Marmaduke Williams (April 6, 1774 – October 29, 1850) was a Democratic-Republican U.S. Congressman from North Carolina from 1803 to 1809.

Born in Caswell County, North Carolina, Williams studied law and was admitted to the North Carolina bar. He was elected to the North Carolina State Senate, serving 1802, and then was elected that same year to the 8th United States Congress. Williams was re-elected twice, serving in the 9th and 10th Congresses (March 4, 1803 – March 3, 1809). He declined to run for a fourth term and moved to the Mississippi Territory in 1810, then to Huntsville, Alabama, and by 1819, to Tuscaloosa, Alabama.

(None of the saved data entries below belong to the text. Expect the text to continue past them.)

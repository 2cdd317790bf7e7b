use crate::error::ScoutError;
use crate::probe::{self, Rimp};
use crate::secret::Secret;
use base64::Engine;
use http::header;
use serde::{Deserialize, Serialize};
use std::net::Ipv4Addr;
use std::time::{SystemTime, UNIX_EPOCH};

/// Milliseconds since the Unix epoch; the timestamp unit used by snapshots
/// and the heartbeat map.
pub fn now_ms() -> u64 {
    SystemTime::now()
        .duration_since(UNIX_EPOCH)
        .map(|d| d.as_millis() as u64)
        .unwrap_or(0)
}

/// Controller snapshot built from the public identification endpoint.
///
/// Keyed in the registry by the UUID parsed out of the XML document; a
/// snapshot without a UUID is never registered.
#[derive(Debug, Clone, Serialize, Deserialize)]
#[serde(rename_all = "camelCase")]
pub struct UnauthenticatedClient {
    pub uuid: String,
    pub ilo_address: Ipv4Addr,
    pub serial_number: Option<String>,
    pub product_name: Option<String>,
    /// Management processor product line, e.g. "Integrated Lights-Out 4 (iLO 4)".
    pub ilo_type: Option<String>,
    pub firmware: Option<String>,
    pub fetched_at_ms: u64,
    #[serde(default = "default_update_enabled")]
    update_enabled: bool,
}

fn default_update_enabled() -> bool {
    true
}

impl UnauthenticatedClient {
    pub fn from_rimp(addr: Ipv4Addr, rimp: &Rimp) -> Result<Self, ScoutError> {
        let uuid = rimp
            .uuid()
            .ok_or_else(|| ScoutError::Snapshot(format!("controller at {addr} reported no uuid")))?
            .to_string();

        let hsi = rimp.hsi.as_ref();
        let mp = rimp.mp.as_ref();

        Ok(Self {
            uuid,
            ilo_address: addr,
            serial_number: hsi.and_then(|h| h.serial_number.clone()),
            product_name: hsi.and_then(|h| h.product_name.clone()),
            ilo_type: mp.and_then(|m| m.product_name.clone()),
            firmware: mp.and_then(|m| m.firmware.clone()),
            fetched_at_ms: now_ms(),
            update_enabled: true,
        })
    }

    /// Gate consulted by the updater before each refresh.
    pub fn can_update(&self) -> bool {
        self.update_enabled
    }

    pub fn set_update_enabled(&mut self, enabled: bool) {
        self.update_enabled = enabled;
    }

    /// Re-fetch the identification endpoint and rebuild the snapshot.
    pub async fn refresh(&self, http: &reqwest::Client) -> Result<Self, ScoutError> {
        let rimp = probe::check_endpoint(http, self.ilo_address).await?;
        let mut next = Self::from_rimp(self.ilo_address, &rimp)?;
        next.update_enabled = self.update_enabled;
        Ok(next)
    }
}

/// Controller snapshot enriched through the credentialed management API.
///
/// Exists only for controllers whose auth handshake succeeded at
/// registration; the refresh call is an opaque "fetch latest telemetry"
/// against the Redfish system resource.
#[derive(Debug, Clone, Serialize, Deserialize)]
#[serde(rename_all = "camelCase")]
pub struct AuthenticatedClient {
    pub uuid: String,
    pub ilo_address: Ipv4Addr,
    pub username: String,
    #[serde(skip)]
    password: Secret,
    pub model: Option<String>,
    pub power_state: Option<String>,
    pub health_rollup: Option<String>,
    pub fetched_at_ms: u64,
    #[serde(default = "default_update_enabled")]
    update_enabled: bool,
}

impl AuthenticatedClient {
    /// Try the default credentials against the controller. A rejected or
    /// failed handshake leaves the host registered with only its
    /// unauthenticated snapshot.
    pub async fn handshake(
        http: &reqwest::Client,
        username: &str,
        password: &Secret,
        unauthenticated: &UnauthenticatedClient,
    ) -> Result<Self, ScoutError> {
        let addr = unauthenticated.ilo_address;
        let telemetry = fetch_telemetry(http, addr, username, password).await?;

        Ok(Self {
            uuid: unauthenticated.uuid.clone(),
            ilo_address: addr,
            username: username.to_string(),
            password: password.clone(),
            model: telemetry.model,
            power_state: telemetry.power_state,
            health_rollup: telemetry.health_rollup,
            fetched_at_ms: now_ms(),
            update_enabled: true,
        })
    }

    pub fn can_update(&self) -> bool {
        self.update_enabled
    }

    pub fn set_update_enabled(&mut self, enabled: bool) {
        self.update_enabled = enabled;
    }

    pub async fn refresh(&self, http: &reqwest::Client) -> Result<Self, ScoutError> {
        let telemetry =
            fetch_telemetry(http, self.ilo_address, &self.username, &self.password).await?;
        let mut next = self.clone();
        next.model = telemetry.model;
        next.power_state = telemetry.power_state;
        next.health_rollup = telemetry.health_rollup;
        next.fetched_at_ms = now_ms();
        Ok(next)
    }
}

struct Telemetry {
    model: Option<String>,
    power_state: Option<String>,
    health_rollup: Option<String>,
}

async fn fetch_telemetry(
    http: &reqwest::Client,
    addr: Ipv4Addr,
    username: &str,
    password: &Secret,
) -> Result<Telemetry, ScoutError> {
    let url = format!("https://{}/redfish/v1/Systems/1/", addr);
    let resp = http
        .get(url)
        .header(header::AUTHORIZATION, basic_auth(username, password))
        .send()
        .await
        .map_err(|e| ScoutError::Snapshot(e.to_string()))?;

    let status = resp.status();
    if status.as_u16() == 401 || status.as_u16() == 403 {
        return Err(ScoutError::AuthHandshake(format!(
            "credentials rejected with status {status}"
        )));
    }
    if !status.is_success() {
        return Err(ScoutError::Snapshot(format!(
            "telemetry fetch got status {status}"
        )));
    }

    let body: serde_json::Value = resp
        .json()
        .await
        .map_err(|e| ScoutError::Snapshot(e.to_string()))?;

    Ok(Telemetry {
        model: json_str(&body, "/Model"),
        power_state: json_str(&body, "/PowerState"),
        health_rollup: json_str(&body, "/Status/HealthRollup")
            .or_else(|| json_str(&body, "/Status/Health")),
    })
}

fn json_str(value: &serde_json::Value, pointer: &str) -> Option<String> {
    value
        .pointer(pointer)
        .and_then(|v| v.as_str())
        .map(str::to_string)
}

fn basic_auth(username: &str, password: &Secret) -> String {
    let token = base64::engine::general_purpose::STANDARD
        .encode(format!("{}:{}", username, password.expose()));
    format!("Basic {token}")
}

Williams was a delegate to the Alabama Constitutional Convention of 1819 and ran unsuccessfully that year for the post of Governor of Alabama. He served in the Alabama House of Representatives from 1821 to 1839, was the Secretary of the Board of Trustees of The University of Alabama from 1835 to 1841 and was a judge of the Tuscaloosa County court from 1832 to 1842.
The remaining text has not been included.